The Samaritan stopped and decided to help him. He did the unconventional. In a world of planning, looking for certainty and outcomes, he allowed himself to be interrupted. Unless it was his job to wander the roads and look for travelers who were in distress. Maybe that is what he did.

Could the Samaritan had been a first responder? A person who traveled the roads looking to help people who were in trouble?

The teacher of the law was able to identify through this interaction that Jesus was lifting up the concept of showing mercy.

Life has a way of putting us in both situations. There are times when we are the person on the side of the road, needing to be helped, and we hope that there are people out there who will help us, and there are times when we are called to help other people.

The day can be rushed through or lived in. I am a rusher. I want to get to the next Achievement, the next goal. I can get there. It is possible, but it is also valuable to slow down. To see what is around me. To choose to help someone in need.

Coffee

My favorite recharge activities are going to coffee places; I have been to four different coffee shops in the past four days. It wasn’t a problem at all. In 2016 I went to 52 coffee shops. One a week. Where I live, I think I could go to 365 coffee shops. A new one every day.

Why do I go to coffee shops when I can make coffee at home? This is a lingering question. I mean, truthfully, if I didn’t go buy a coffee somewhere, then I would save the money. I could invest the money, use it for a car, a downpayment for a home. The reality is, I am not going to generate a down-payment for a home by not going out to purchase coffee. I do think that by purchasing coffee, I am supporting a small business. I am helping out people who use the shop to generate an income.
So there you have it. Coffee A conundrum.

One that isn’t easy for me to solve. Perhaps I am overthinking the room. I don’t go to coffee shops for the coffee, I go for the experience, but I order coffee. So I do go for the coffee.
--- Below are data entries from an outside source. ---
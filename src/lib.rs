//! Randomized long-form video compilations.
//!
//! A [`Catalog`] holds tagged [`Source`] descriptors. [`PlanGenerator`] draws a random graph of
//! clip, concat, stack and blend [`Plan`]s for a [`Project`], and [`PlanExecutor`] materializes
//! that graph bottom-up through a [`Renderer`]. Every operation is resumable: outputs that exist
//! are never rebuilt, and long-running work observes a [`CancelToken`].
//!
//! Errors are reported as [`MashupError`].

#![forbid(unsafe_code)]

pub mod batch;
pub mod catalog;
pub mod execute;
pub mod foundation;
pub mod generate;
pub mod ingest;
pub mod media;
pub mod plan;
pub mod project;
pub mod render;

#[cfg(test)]
mod testing;

pub use batch::{BatchReport, RenderJob, render_stream, render_stream_file};
pub use catalog::Catalog;
pub use execute::{ExecuteStats, PlanExecutor};
pub use foundation::{
    cancel::CancelToken,
    core::{Duration, Region, TaggedRegion},
    error::{MashupError, MashupResult},
    settings::Settings,
};
pub use generate::{GenerateReport, GeneratorParameters, PlanGenerator};
pub use ingest::{IngestReport, ingest_json, ingest_paths};
pub use media::model::{Format, Source};
pub use plan::{ClipSource, Plan, PlanName, PlanOp, PlanStore};
pub use project::Project;
pub use render::{FfmpegRenderer, RecordingRenderer, RenderCall, Renderer};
Drinking coffee is something I do. It is a habit that I built over time. It isn’t a habit that I had growing up. My mother and father would drink coffee every morning.
My mother and father didn’t go to a coffee shop and buy coffee. I don’t know; maybe my dad did. Perhaps he went to McDonald’s or some local place and got coffee. Who knows. It was just one of those things I will never ever know.

Re-charge

Last full weekday of break. I find myself trying to squeeze in activities that are designed to help me recharge.

Purchased a new pair of green converse all-stars.
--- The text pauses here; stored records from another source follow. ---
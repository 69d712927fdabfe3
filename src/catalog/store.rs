use std::{
    fmt,
    path::{Path, PathBuf},
    str::FromStr,
};

use anyhow::Context as _;
use sha2::Digest as _;

use crate::foundation::error::{MashupError, MashupResult};

/// Maps an arbitrary byte key to a bucket directory.
///
/// With `create == false` a missing bucket yields `Ok(None)`; with `create == true` the bucket is
/// created when absent and always returned.
pub trait BucketStore: fmt::Debug + Send + Sync {
    fn locate(&self, key: &[u8], create: bool) -> MashupResult<Option<PathBuf>>;
}

/// Digest family used to name catalog buckets.
#[derive(Clone, Copy, Debug, PartialEq, Eq)]
pub enum DigestAlgorithm {
    Sha256,
    Sha512,
}

impl DigestAlgorithm {
    pub fn name(self) -> &'static str {
        match self {
            Self::Sha256 => "SHA-256",
            Self::Sha512 => "SHA-512",
        }
    }

    pub fn hex_digest(self, bytes: &[u8]) -> String {
        match self {
            Self::Sha256 => to_hex(&sha2::Sha256::digest(bytes)),
            Self::Sha512 => to_hex(&sha2::Sha512::digest(bytes)),
        }
    }
}

impl FromStr for DigestAlgorithm {
    type Err = MashupError;

    fn from_str(s: &str) -> Result<Self, Self::Err> {
        match s.to_ascii_uppercase().replace('-', "").as_str() {
            "SHA256" => Ok(Self::Sha256),
            "SHA512" => Ok(Self::Sha512),
            _ => Err(MashupError::config(format!(
                "unsupported catalog algorithm '{s}' (expected SHA-256 or SHA-512)"
            ))),
        }
    }
}

fn to_hex(digest: &[u8]) -> String {
    let mut out = String::with_capacity(digest.len() * 2);
    for b in digest {
        out.push_str(&format!("{:02x}", b));
    }
    out
}

/// Buckets laid out as `<root>/<hex[0..2]>/<hex[2..4]>/<hex>` over the key digest.
#[derive(Clone, Debug)]
pub struct DigestBuckets {
    root: PathBuf,
    algorithm: DigestAlgorithm,
}

impl DigestBuckets {
    pub fn new(root: impl Into<PathBuf>, algorithm: DigestAlgorithm) -> Self {
        Self {
            root: root.into(),
            algorithm,
        }
    }

    pub fn root(&self) -> &Path {
        &self.root
    }

    pub fn algorithm(&self) -> DigestAlgorithm {
        self.algorithm
    }

    pub fn bucket_path(&self, key: &[u8]) -> PathBuf {
        let hex = self.algorithm.hex_digest(key);
        self.root.join(&hex[0..2]).join(&hex[2..4]).join(&hex)
    }
}

impl BucketStore for DigestBuckets {
    fn locate(&self, key: &[u8], create: bool) -> MashupResult<Option<PathBuf>> {
        let bucket = self.bucket_path(key);
        if bucket.is_dir() {
            return Ok(Some(bucket));
        }
        if !create {
            return Ok(None);
        }
        std::fs::create_dir_all(&bucket)
            .with_context(|| format!("failed to create bucket '{}'", bucket.display()))?;
        Ok(Some(bucket))
    }
}

#[cfg(test)]
#[path = "../../tests/unit/catalog/store.rs"]
mod tests;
Finished a paint by numbers waiting.

Found a new coffee shop in the area and tried a Hot Pink Latte.

Purchased a book and challenged me to read one book at a time this weekend. Hopefully, it will work out. We will see.

How do you recharge when you are off?

 

April 1st.

April 1st. It is my mom’s birthday, and also her sister’s birthday. It amazes me how my grandmother managed to give birth to two daughters on the same day five years apart.

My mom passed away more than a decade ago. Today I don’t have a phone call to make. I don’t have a gift to send or a visit to make. Today I have my memories of my mother. How she loved me, cared for me, and put up with me.

Oddly, her birthday falls on April fools Day. I don’t like pranking people or joking with people on this day. I wonder why? Maybe deep down I see it as not honoring my mother and aunt. So today, no pranks, no jokes, just pleasant memories.

Back to the Movies

My son and I went to the movies today. It was the first time that I had been to the movies since COVID caused all theaters to shut down.

The movies are comforting to me. I can’t even think of all the movies that I have been to in my life. We went to see King Kong vs. Godzilla. The movie also came out on HBO Max at the same time.

I know that theater owners are worried that people won’t want to go to the movies, but people were out at the movies today. We enjoy the experience of seeing movies on a large screen with strangers, and I believe that we will continue to.